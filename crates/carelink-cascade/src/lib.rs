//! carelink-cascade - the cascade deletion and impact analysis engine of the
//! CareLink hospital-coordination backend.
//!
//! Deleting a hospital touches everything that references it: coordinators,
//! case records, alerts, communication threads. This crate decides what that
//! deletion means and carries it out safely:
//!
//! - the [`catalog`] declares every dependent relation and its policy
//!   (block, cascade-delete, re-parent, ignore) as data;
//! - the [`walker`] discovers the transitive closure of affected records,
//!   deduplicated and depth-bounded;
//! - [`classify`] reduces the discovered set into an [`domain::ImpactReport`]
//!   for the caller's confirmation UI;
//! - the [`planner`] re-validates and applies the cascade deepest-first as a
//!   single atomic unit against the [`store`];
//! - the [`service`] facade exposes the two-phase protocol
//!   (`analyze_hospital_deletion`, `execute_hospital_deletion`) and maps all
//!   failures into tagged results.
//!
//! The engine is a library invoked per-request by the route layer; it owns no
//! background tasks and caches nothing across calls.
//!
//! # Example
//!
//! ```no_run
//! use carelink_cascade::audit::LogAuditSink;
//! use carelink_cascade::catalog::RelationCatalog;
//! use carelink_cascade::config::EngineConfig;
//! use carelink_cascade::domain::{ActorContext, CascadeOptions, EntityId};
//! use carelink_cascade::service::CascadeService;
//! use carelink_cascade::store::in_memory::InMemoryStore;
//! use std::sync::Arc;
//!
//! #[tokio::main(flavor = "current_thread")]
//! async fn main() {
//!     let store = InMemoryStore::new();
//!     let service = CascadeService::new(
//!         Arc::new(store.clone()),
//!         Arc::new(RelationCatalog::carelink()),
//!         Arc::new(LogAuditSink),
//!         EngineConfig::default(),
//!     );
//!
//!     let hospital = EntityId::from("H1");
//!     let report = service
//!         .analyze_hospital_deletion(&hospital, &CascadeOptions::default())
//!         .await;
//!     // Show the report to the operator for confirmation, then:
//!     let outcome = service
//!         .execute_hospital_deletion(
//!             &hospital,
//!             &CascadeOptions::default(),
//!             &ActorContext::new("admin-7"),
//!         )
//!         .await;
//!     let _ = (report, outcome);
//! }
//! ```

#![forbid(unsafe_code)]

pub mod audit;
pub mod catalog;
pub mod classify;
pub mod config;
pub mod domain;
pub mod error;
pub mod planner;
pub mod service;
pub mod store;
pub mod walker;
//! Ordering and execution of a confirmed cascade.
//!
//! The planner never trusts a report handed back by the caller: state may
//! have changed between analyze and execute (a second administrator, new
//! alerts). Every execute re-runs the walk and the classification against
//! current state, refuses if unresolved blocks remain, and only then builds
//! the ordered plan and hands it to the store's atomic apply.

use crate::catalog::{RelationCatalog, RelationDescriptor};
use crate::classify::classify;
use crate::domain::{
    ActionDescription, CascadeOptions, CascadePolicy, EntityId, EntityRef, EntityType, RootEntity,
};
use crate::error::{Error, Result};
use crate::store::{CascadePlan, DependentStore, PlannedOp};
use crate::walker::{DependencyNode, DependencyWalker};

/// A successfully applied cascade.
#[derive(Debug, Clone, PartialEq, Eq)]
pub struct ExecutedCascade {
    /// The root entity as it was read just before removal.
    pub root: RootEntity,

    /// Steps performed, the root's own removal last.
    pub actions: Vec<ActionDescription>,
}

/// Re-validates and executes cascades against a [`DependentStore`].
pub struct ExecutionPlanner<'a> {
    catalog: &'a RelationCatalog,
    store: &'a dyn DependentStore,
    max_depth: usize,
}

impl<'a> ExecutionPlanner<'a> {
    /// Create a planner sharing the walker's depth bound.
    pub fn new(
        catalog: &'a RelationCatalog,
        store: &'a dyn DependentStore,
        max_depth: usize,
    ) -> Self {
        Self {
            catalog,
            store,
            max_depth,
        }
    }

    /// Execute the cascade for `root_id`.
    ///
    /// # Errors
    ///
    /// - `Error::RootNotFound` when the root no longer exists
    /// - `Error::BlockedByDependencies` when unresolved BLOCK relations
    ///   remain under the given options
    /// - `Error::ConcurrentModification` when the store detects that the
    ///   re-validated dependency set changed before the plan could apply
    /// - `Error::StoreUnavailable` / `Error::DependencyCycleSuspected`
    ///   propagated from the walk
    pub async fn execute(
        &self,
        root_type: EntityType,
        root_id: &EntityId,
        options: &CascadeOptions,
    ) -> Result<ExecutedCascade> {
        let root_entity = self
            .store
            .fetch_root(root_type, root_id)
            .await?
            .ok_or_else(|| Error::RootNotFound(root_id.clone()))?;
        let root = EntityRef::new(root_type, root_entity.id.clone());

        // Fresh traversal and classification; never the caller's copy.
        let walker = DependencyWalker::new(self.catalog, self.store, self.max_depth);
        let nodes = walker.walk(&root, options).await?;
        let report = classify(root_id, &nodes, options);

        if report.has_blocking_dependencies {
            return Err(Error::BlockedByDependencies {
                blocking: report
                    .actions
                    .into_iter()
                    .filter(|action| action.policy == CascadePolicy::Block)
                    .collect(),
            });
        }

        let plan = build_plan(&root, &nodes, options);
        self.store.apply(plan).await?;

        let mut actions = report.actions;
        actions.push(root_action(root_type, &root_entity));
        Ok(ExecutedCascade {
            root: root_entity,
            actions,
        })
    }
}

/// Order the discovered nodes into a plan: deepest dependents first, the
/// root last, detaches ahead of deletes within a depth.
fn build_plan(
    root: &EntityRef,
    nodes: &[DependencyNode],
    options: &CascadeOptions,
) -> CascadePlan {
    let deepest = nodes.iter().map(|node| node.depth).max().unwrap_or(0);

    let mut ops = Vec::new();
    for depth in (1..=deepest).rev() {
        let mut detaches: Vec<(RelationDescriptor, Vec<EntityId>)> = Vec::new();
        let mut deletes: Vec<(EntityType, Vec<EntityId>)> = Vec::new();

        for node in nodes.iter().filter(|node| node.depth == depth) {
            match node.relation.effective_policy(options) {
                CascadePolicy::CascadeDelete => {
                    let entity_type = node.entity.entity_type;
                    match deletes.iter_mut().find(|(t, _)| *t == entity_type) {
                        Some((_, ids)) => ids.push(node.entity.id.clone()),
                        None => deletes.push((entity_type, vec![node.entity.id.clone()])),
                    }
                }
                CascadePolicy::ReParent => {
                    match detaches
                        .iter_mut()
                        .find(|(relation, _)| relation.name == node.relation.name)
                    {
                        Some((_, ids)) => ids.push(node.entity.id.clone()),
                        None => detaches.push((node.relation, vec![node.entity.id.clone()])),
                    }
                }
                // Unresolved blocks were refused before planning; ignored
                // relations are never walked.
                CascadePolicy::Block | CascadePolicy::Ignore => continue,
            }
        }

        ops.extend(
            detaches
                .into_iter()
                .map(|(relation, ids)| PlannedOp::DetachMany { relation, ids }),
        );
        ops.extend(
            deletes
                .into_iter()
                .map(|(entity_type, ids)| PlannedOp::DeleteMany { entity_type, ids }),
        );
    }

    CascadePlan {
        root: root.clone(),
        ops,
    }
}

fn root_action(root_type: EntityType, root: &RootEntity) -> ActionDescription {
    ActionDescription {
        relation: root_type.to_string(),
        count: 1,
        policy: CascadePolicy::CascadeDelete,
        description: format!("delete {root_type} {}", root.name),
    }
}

§

PROBLEM TO SOLVE: Wherever the string "BlockedByDependencies" occurs in the data, copy the line that holds it.

OUTPUT:
    /// - `Error::BlockedByDependencies` when unresolved BLOCK relations
            return Err(Error::BlockedByDependencies {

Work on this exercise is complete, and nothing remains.